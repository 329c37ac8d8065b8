//! Thumbnail download and disk cache for the picker grid.

use api_client::MediaItem;
use iced::widget::image::Handle;
use std::path::PathBuf;
use std::sync::Arc;
use std::time::Instant;
use thiserror::Error;
use tokio::fs;
use tokio::sync::Semaphore;

#[derive(Debug, Clone, Error, PartialEq)]
pub enum ImageLoaderError {
    #[error("image not found")]
    NotFound,
    #[error("request timed out")]
    Timeout,
    #[error("network error: {0}")]
    Network(String),
    #[error("io error: {0}")]
    Io(String),
    #[error("semaphore closed")]
    SemaphoreClosed,
}

impl From<reqwest::Error> for ImageLoaderError {
    fn from(e: reqwest::Error) -> Self {
        if e.is_timeout() {
            ImageLoaderError::Timeout
        } else {
            ImageLoaderError::Network(e.to_string())
        }
    }
}

#[derive(Debug, Clone)]
pub struct ImageLoader {
    cache_dir: PathBuf,
    client: reqwest::Client,
    semaphore: Arc<Semaphore>,
}

impl ImageLoader {
    /// `max_concurrent` bounds parallel downloads and is at least one.
    pub fn new(cache_dir: PathBuf, max_concurrent: usize) -> Self {
        Self::with_client(cache_dir, reqwest::Client::new()).with_concurrency(max_concurrent)
    }

    pub fn with_client(cache_dir: PathBuf, client: reqwest::Client) -> Self {
        Self {
            cache_dir,
            client,
            semaphore: Arc::new(Semaphore::new(4)),
        }
    }

    pub fn with_concurrency(mut self, max_concurrent: usize) -> Self {
        self.semaphore = Arc::new(Semaphore::new(max_concurrent.max(1)));
        self
    }

    pub fn thumbnail_path(&self, media_id: &str) -> PathBuf {
        self.cache_dir.join("thumbnails").join(format!("{}.jpg", media_id))
    }

    /// Handle for a thumbnail already on disk.
    pub fn cached_thumbnail(&self, media_id: &str) -> Option<Handle> {
        let path = self.thumbnail_path(media_id);
        path.exists().then(|| Handle::from_path(path))
    }

    pub async fn load_thumbnail(&self, item: &MediaItem) -> Result<Handle, ImageLoaderError> {
        if let Some(handle) = self.cached_thumbnail(&item.id) {
            return Ok(handle);
        }

        let start = Instant::now();
        let _permit = self
            .semaphore
            .acquire()
            .await
            .map_err(|_| ImageLoaderError::SemaphoreClosed)?;

        let url = item.preview_url().ok_or(ImageLoaderError::NotFound)?;
        let response = self.client.get(url).send().await?;
        if response.status() == reqwest::StatusCode::NOT_FOUND {
            return Err(ImageLoaderError::NotFound);
        }
        if !response.status().is_success() {
            return Err(ImageLoaderError::Network(format!("HTTP {}", response.status())));
        }
        let bytes = response.bytes().await?;

        let cache_path = self.thumbnail_path(&item.id);
        if let Some(parent) = cache_path.parent() {
            fs::create_dir_all(parent)
                .await
                .map_err(|e| ImageLoaderError::Io(e.to_string()))?;
        }
        fs::write(&cache_path, &bytes)
            .await
            .map_err(|e| ImageLoaderError::Io(e.to_string()))?;

        tracing::debug!("thumbnail_time_ms" = %start.elapsed().as_millis(), "id" = %item.id);
        Ok(Handle::from_path(&cache_path))
    }
}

__Exercise instructions__:
For this exercise, please output exactly the lines above starting at the line with "impl From<reqwest::Error> for" and ending at the line with "already on disk.", ends included.

__Problem solution__:
impl From<reqwest::Error> for ImageLoaderError {
    fn from(e: reqwest::Error) -> Self {
        if e.is_timeout() {
            ImageLoaderError::Timeout
        } else {
            ImageLoaderError::Network(e.to_string())
        }
    }
}

#[derive(Debug, Clone)]
pub struct ImageLoader {
    cache_dir: PathBuf,
    client: reqwest::Client,
    semaphore: Arc<Semaphore>,
}

impl ImageLoader {
    /// `max_concurrent` bounds parallel downloads and is at least one.
    pub fn new(cache_dir: PathBuf, max_concurrent: usize) -> Self {
        Self::with_client(cache_dir, reqwest::Client::new()).with_concurrency(max_concurrent)
    }

    pub fn with_client(cache_dir: PathBuf, client: reqwest::Client) -> Self {
        Self {
            cache_dir,
            client,
            semaphore: Arc::new(Semaphore::new(4)),
        }
    }

    pub fn with_concurrency(mut self, max_concurrent: usize) -> Self {
        self.semaphore = Arc::new(Semaphore::new(max_concurrent.max(1)));
        self
    }

    pub fn thumbnail_path(&self, media_id: &str) -> PathBuf {
        self.cache_dir.join("thumbnails").join(format!("{}.jpg", media_id))
    }

    /// Handle for a thumbnail already on disk.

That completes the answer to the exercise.